Still reading through the #Emacs #Elisp intro. One line reads, "A list of the arguments: in this example, an empty list, ‘()’," However, in my #mathematics-oriented brain, I correct it to "*the* empty list," I guess it's because set theory calls a set with no members *the* empty set. 🤡

@BeefGriller

Honestly, you're not wrong. All lists end with '() or nil depending on what you want to call it, and it's always the same, so I tend to call it the empty list as well :)

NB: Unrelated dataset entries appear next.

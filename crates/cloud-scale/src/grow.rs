//! Seeded region growing over a precomputed neighbor table.
//!
//! Seeds are taken in priority order; each unlabeled seed opens a new
//! region which is flood-filled through the neighbor table under an
//! acceptance rule. Regions are maximal connected components of the
//! accept relation restricted to the table topology; boundary conflicts
//! resolve first-come by seed priority, which is local rather than
//! globally optimal.

use std::cmp::Ordering;

use cloud_spatial::NeighborGraph;
use nalgebra::{Point3, Vector3};
use tracing::debug;

use crate::labeling::{Labeling, UNLABELED};

/// Strategy interface steering one region-growth pass.
///
/// Replaces the usual trio of callbacks with named methods implemented
/// per call site.
pub trait GrowthPolicy {
    /// Whether the region `label`, currently at sample `from`, may
    /// absorb the neighboring sample `to`.
    fn accept(&self, label: i32, from: u32, to: u32) -> bool;

    /// Whether sample `a` should seed before sample `b`. Used once to
    /// sort the seed worklist in descending priority.
    fn higher_priority(&self, a: u32, b: u32) -> bool;

    /// Called once per freshly allocated region, before its flood fill.
    fn on_seed_created(&mut self, _label: i32, _seed: u32) {}
}

/// Grows regions until every active sample is labeled.
///
/// All active samples are sorted by descending policy priority; each
/// still-unlabeled sample in that order becomes the seed of a new region,
/// which is expanded depth-first through the neighbor table. A neighbor
/// joins (and is re-pushed) only while unlabeled and accepted by the
/// policy. Returns the number of regions created.
///
/// Two runs over the same table, priority and acceptance rule produce
/// identical labelings; the pass is single-threaded by design since it
/// mutates shared label/count state.
///
/// # Panics
///
/// Panics if `labeling` does not cover the table's samples.
pub fn grow_regions<P: GrowthPolicy>(
    graph: &NeighborGraph,
    labeling: &mut Labeling,
    policy: &mut P,
) -> usize {
    assert_eq!(
        labeling.sample_count(),
        graph.point_count(),
        "labeling and neighbor table cover different sample sets"
    );

    #[allow(clippy::cast_possible_truncation)]
    let mut order: Vec<u32> = (0..graph.point_count() as u32)
        .filter(|&i| graph.is_active(i))
        .collect();
    order.sort_by(|&a, &b| {
        if policy.higher_priority(a, b) {
            Ordering::Less
        } else if policy.higher_priority(b, a) {
            Ordering::Greater
        } else {
            Ordering::Equal
        }
    });

    let mut stack: Vec<u32> = Vec::new();
    let mut regions = 0usize;

    for &seed in &order {
        if labeling.label_of(seed) != UNLABELED {
            continue;
        }
        let label = labeling.new_label();
        regions += 1;
        policy.on_seed_created(label, seed);
        labeling.set_label(seed, label);

        stack.push(seed);
        while let Some(from) = stack.pop() {
            for &to in graph.neighbors(from) {
                if labeling.label_of(to) == UNLABELED && policy.accept(label, from, to) {
                    labeling.set_label(to, label);
                    stack.push(to);
                }
            }
        }
    }

    debug!(regions, samples = order.len(), "region growth finished");
    regions
}

/// Production growth policy for locally-planar surface regions.
///
/// Accepts a step from `from` to `to` when the two samples' normals
/// agree within a maximum angle, the target's planarity deviation is
/// under a threshold, and the step stays inside the current analysis
/// radius. Flatter samples (smaller deviation) seed first.
///
/// Normals and deviations are precomputed by the upstream fitting stage
/// and only borrowed here.
#[derive(Debug, Clone)]
pub struct PlanarPolicy<'a> {
    points: &'a [Point3<f64>],
    normals: &'a [Vector3<f64>],
    deviations: &'a [f64],
    cos_max_angle: f64,
    max_deviation: f64,
    radius_sq: f64,
}

impl<'a> PlanarPolicy<'a> {
    /// Creates a policy over borrowed per-point features.
    ///
    /// Defaults: 30 degree normal tolerance, unbounded deviation and
    /// step radius.
    ///
    /// # Panics
    ///
    /// Panics if the feature arrays do not match the point count.
    #[must_use]
    pub fn new(
        points: &'a [Point3<f64>],
        normals: &'a [Vector3<f64>],
        deviations: &'a [f64],
    ) -> Self {
        assert_eq!(points.len(), normals.len());
        assert_eq!(points.len(), deviations.len());
        Self {
            points,
            normals,
            deviations,
            cos_max_angle: (std::f64::consts::FRAC_PI_6).cos(),
            max_deviation: f64::INFINITY,
            radius_sq: f64::INFINITY,
        }
    }

    /// Sets the maximum angle (radians) between neighboring normals.
    #[must_use]
    pub fn with_max_angle(mut self, radians: f64) -> Self {
        self.cos_max_angle = radians.cos();
        self
    }

    /// Sets the maximum planarity deviation a sample may carry to join
    /// a region.
    #[must_use]
    pub fn with_max_deviation(mut self, deviation: f64) -> Self {
        self.max_deviation = deviation;
        self
    }

    /// Bounds a single growth step to `radius` (the analysis scale).
    #[must_use]
    pub fn with_radius(mut self, radius: f64) -> Self {
        self.radius_sq = if radius > 0.0 {
            radius * radius
        } else {
            f64::INFINITY
        };
        self
    }
}

impl GrowthPolicy for PlanarPolicy<'_> {
    fn accept(&self, _label: i32, from: u32, to: u32) -> bool {
        if self.deviations[to as usize] > self.max_deviation {
            return false;
        }
        let step = self.points[to as usize] - self.points[from as usize];
        if step.norm_squared() >= self.radius_sq {
            return false;
        }
        self.normals[from as usize].dot(&self.normals[to as usize]) >= self.cos_max_angle
    }

    fn higher_priority(&self, a: u32, b: u32) -> bool {
        self.deviations[a as usize] < self.deviations[b as usize]
    }
}

#[cfg(test)]
mod tests {
    use super::*;
    use cloud_spatial::{IndexConfig, SpatialIndex};

    /// Two flat 4x4 patches meeting at a right angle, like a floor and
    /// a wall.
    fn bent_sheet() -> (Vec<Point3<f64>>, Vec<Vector3<f64>>, Vec<f64>) {
        let mut points = Vec::new();
        let mut normals = Vec::new();
        let mut deviations = Vec::new();
        for i in 0..4 {
            for j in 0..4 {
                points.push(Point3::new(f64::from(i), f64::from(j), 0.0));
                normals.push(Vector3::z());
                deviations.push(0.01);
            }
        }
        for i in 0..4 {
            for j in 0..4 {
                points.push(Point3::new(-1.0 - f64::from(i), f64::from(j), f64::from(i) + 1.0));
                normals.push(Vector3::x());
                deviations.push(0.02);
            }
        }
        (points, normals, deviations)
    }

    fn neighbor_graph(points: &[Point3<f64>], k: usize) -> NeighborGraph {
        let config = IndexConfig {
            min_cell_size: 4,
            max_depth: 32,
        };
        let index = SpatialIndex::build(points, &config).unwrap();
        NeighborGraph::build(&index, k)
    }

    #[test]
    fn splits_at_the_crease() {
        let (points, normals, deviations) = bent_sheet();
        let graph = neighbor_graph(&points, 6);
        let mut labeling = Labeling::new(points.len());
        let mut policy = PlanarPolicy::new(&points, &normals, &deviations)
            .with_max_angle(std::f64::consts::FRAC_PI_4);

        let regions = grow_regions(&graph, &mut labeling, &mut policy);
        assert_eq!(regions, 2);
        assert!(labeling.is_valid());

        // All floor samples share one label, all wall samples the other.
        let floor = labeling.label_of(0);
        let wall = labeling.label_of(16);
        assert_ne!(floor, wall);
        for i in 0..16u32 {
            assert_eq!(labeling.label_of(i), floor);
            assert_eq!(labeling.label_of(i + 16), wall);
        }
    }

    #[test]
    fn flattest_sample_seeds_first() {
        let (points, normals, deviations) = bent_sheet();
        let graph = neighbor_graph(&points, 6);
        let mut labeling = Labeling::new(points.len());

        struct Recording<'a> {
            inner: PlanarPolicy<'a>,
            seeds: Vec<u32>,
        }
        impl GrowthPolicy for Recording<'_> {
            fn accept(&self, label: i32, from: u32, to: u32) -> bool {
                self.inner.accept(label, from, to)
            }
            fn higher_priority(&self, a: u32, b: u32) -> bool {
                self.inner.higher_priority(a, b)
            }
            fn on_seed_created(&mut self, _label: i32, seed: u32) {
                self.seeds.push(seed);
            }
        }

        let mut policy = Recording {
            inner: PlanarPolicy::new(&points, &normals, &deviations),
            seeds: Vec::new(),
        };
        grow_regions(&graph, &mut labeling, &mut policy);

        // Floor deviations (0.01) beat wall deviations (0.02).
        assert!(policy.seeds[0] < 16);
    }

    #[test]
    fn growth_is_deterministic() {
        let (points, normals, deviations) = bent_sheet();
        let graph = neighbor_graph(&points, 6);

        let run = || {
            let mut labeling = Labeling::new(points.len());
            let mut policy = PlanarPolicy::new(&points, &normals, &deviations);
            grow_regions(&graph, &mut labeling, &mut policy);
            labeling
        };
        assert_eq!(run(), run());
    }

    #[test]
    fn deviation_threshold_excludes_samples() {
        let (points, normals, mut deviations) = bent_sheet();
        deviations[5] = 10.0;
        let graph = neighbor_graph(&points, 6);
        let mut labeling = Labeling::new(points.len());
        let mut policy =
            PlanarPolicy::new(&points, &normals, &deviations).with_max_deviation(1.0);

        grow_regions(&graph, &mut labeling, &mut policy);
        // The outlier still seeds its own region eventually, but never
        // joins a foreign one: it stays a singleton.
        assert_eq!(labeling.population(labeling.label_of(5)), 1);
    }

    #[test]
    fn radius_bound_limits_steps() {
        let points: Vec<Point3<f64>> = (0..5)
            .map(|i| Point3::new(f64::from(i) * f64::from(i + 1) / 2.0, 0.0, 0.0))
            .collect();
        // Spacing grows: 1, 2, 3, 4.
        let normals = vec![Vector3::z(); 5];
        let deviations = vec![0.0; 5];
        let graph = neighbor_graph(&points, 4);
        let mut labeling = Labeling::new(5);
        let mut policy =
            PlanarPolicy::new(&points, &normals, &deviations).with_radius(2.5);

        let regions = grow_regions(&graph, &mut labeling, &mut policy);
        // Steps of length 1 and 2 pass, 3 and 4 do not.
        assert_eq!(regions, 3);
    }
}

@boo_ @BeefGriller do they all get represented as the nil ptr? i think in at least in scheme there is no separate nil value so it may be actually eq objects (not sure about emocs lisp or common lisp)

@zenmaya @boo_ @BeefGriller in elisp the fundamental construct is not the list but the cons-cell. a list is defined as a (cons ... (cons lastvalue nil)).

note that listp function doesn't check whether the last cell is nil. listp stands for "either a cons-cell or nil".

nil is a self-evaluating symbol. as such, i assume there's only one nil. but haven't digged the source code.

@mekeor @zenmaya @boo_ @BeefGriller source code digger here. Looks like nil is defined as the integer 0 in the C sources https://cgit.git.savannah.gnu.org/cgit/emacs.git/tree/src/lisp.h#n619
lisp.h « src - emacs.git - Emacs source repository

@birdgoose Awesome find, and very interesting. Thank you for looking that up!